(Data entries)
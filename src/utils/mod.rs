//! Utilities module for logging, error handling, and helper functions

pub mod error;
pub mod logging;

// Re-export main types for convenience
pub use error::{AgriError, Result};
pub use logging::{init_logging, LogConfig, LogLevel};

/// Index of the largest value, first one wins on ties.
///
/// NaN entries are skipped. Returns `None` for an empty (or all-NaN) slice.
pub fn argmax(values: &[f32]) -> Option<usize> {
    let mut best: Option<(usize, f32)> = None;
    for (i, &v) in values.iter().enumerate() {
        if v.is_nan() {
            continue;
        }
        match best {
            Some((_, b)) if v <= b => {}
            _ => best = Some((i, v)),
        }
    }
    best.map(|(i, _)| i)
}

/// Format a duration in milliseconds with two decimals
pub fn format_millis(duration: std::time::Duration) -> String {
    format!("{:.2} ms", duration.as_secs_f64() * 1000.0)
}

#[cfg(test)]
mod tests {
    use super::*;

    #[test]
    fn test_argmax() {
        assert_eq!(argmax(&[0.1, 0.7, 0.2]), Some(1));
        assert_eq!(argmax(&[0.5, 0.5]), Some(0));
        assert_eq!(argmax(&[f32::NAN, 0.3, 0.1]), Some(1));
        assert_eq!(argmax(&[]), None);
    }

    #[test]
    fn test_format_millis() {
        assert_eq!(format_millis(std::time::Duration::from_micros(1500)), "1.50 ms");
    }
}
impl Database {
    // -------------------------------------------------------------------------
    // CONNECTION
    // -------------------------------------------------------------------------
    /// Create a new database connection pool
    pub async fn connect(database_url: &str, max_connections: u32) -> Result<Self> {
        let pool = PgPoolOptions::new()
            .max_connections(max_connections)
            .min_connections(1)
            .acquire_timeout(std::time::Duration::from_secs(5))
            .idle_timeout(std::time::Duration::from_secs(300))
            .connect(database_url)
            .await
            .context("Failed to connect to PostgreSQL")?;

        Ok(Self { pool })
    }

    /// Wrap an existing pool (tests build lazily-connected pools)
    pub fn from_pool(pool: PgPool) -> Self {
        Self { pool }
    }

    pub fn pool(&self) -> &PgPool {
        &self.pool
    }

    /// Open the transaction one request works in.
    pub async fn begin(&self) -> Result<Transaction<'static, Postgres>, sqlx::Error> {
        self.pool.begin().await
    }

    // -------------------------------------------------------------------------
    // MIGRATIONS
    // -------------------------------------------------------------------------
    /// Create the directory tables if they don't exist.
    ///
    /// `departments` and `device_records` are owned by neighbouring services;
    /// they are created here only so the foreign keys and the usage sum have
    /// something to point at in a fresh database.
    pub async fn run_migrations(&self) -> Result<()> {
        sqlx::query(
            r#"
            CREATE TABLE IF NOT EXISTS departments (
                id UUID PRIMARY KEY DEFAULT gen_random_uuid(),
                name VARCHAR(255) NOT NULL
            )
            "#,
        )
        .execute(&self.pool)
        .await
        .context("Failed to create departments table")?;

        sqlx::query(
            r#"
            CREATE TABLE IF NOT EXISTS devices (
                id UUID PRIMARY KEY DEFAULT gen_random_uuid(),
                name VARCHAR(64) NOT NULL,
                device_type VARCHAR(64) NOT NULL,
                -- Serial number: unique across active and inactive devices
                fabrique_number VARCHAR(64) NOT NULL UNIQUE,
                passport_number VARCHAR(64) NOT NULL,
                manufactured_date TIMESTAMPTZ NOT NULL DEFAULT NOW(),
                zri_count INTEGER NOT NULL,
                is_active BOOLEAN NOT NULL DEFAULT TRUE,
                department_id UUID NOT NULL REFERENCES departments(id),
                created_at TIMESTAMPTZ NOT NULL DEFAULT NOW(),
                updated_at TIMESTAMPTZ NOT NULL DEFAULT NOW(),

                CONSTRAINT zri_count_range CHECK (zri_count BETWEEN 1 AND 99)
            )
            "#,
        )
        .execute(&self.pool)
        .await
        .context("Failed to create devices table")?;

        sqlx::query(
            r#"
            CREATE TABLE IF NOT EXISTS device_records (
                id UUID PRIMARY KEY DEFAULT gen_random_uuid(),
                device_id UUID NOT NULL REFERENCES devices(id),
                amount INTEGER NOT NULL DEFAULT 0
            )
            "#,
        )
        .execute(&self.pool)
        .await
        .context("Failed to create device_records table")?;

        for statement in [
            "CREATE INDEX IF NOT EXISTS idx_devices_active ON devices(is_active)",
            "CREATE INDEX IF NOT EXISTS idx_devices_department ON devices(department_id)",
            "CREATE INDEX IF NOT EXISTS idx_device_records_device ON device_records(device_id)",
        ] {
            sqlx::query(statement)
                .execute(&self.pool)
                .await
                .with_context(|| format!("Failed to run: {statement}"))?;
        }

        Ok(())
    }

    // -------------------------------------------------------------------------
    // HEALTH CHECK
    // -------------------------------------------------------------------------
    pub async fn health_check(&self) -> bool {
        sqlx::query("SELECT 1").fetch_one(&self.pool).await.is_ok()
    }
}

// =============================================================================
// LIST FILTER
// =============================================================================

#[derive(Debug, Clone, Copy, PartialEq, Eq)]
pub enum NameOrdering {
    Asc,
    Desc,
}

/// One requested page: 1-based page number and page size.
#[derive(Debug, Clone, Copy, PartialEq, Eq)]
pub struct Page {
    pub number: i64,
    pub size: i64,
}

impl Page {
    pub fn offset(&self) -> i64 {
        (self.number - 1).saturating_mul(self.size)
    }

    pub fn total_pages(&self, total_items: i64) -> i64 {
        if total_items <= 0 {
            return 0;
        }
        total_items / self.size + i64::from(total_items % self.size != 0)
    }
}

• PROBLEM DESCRIPTION
Wherever the word "best" occurs in the data above, copy the line it sits in.

• WRITTEN ANSWER
    let mut best: Option<(usize, f32)> = None;
        match best {
            _ => best = Some((i, v)),
    best.map(|(i, _)| i)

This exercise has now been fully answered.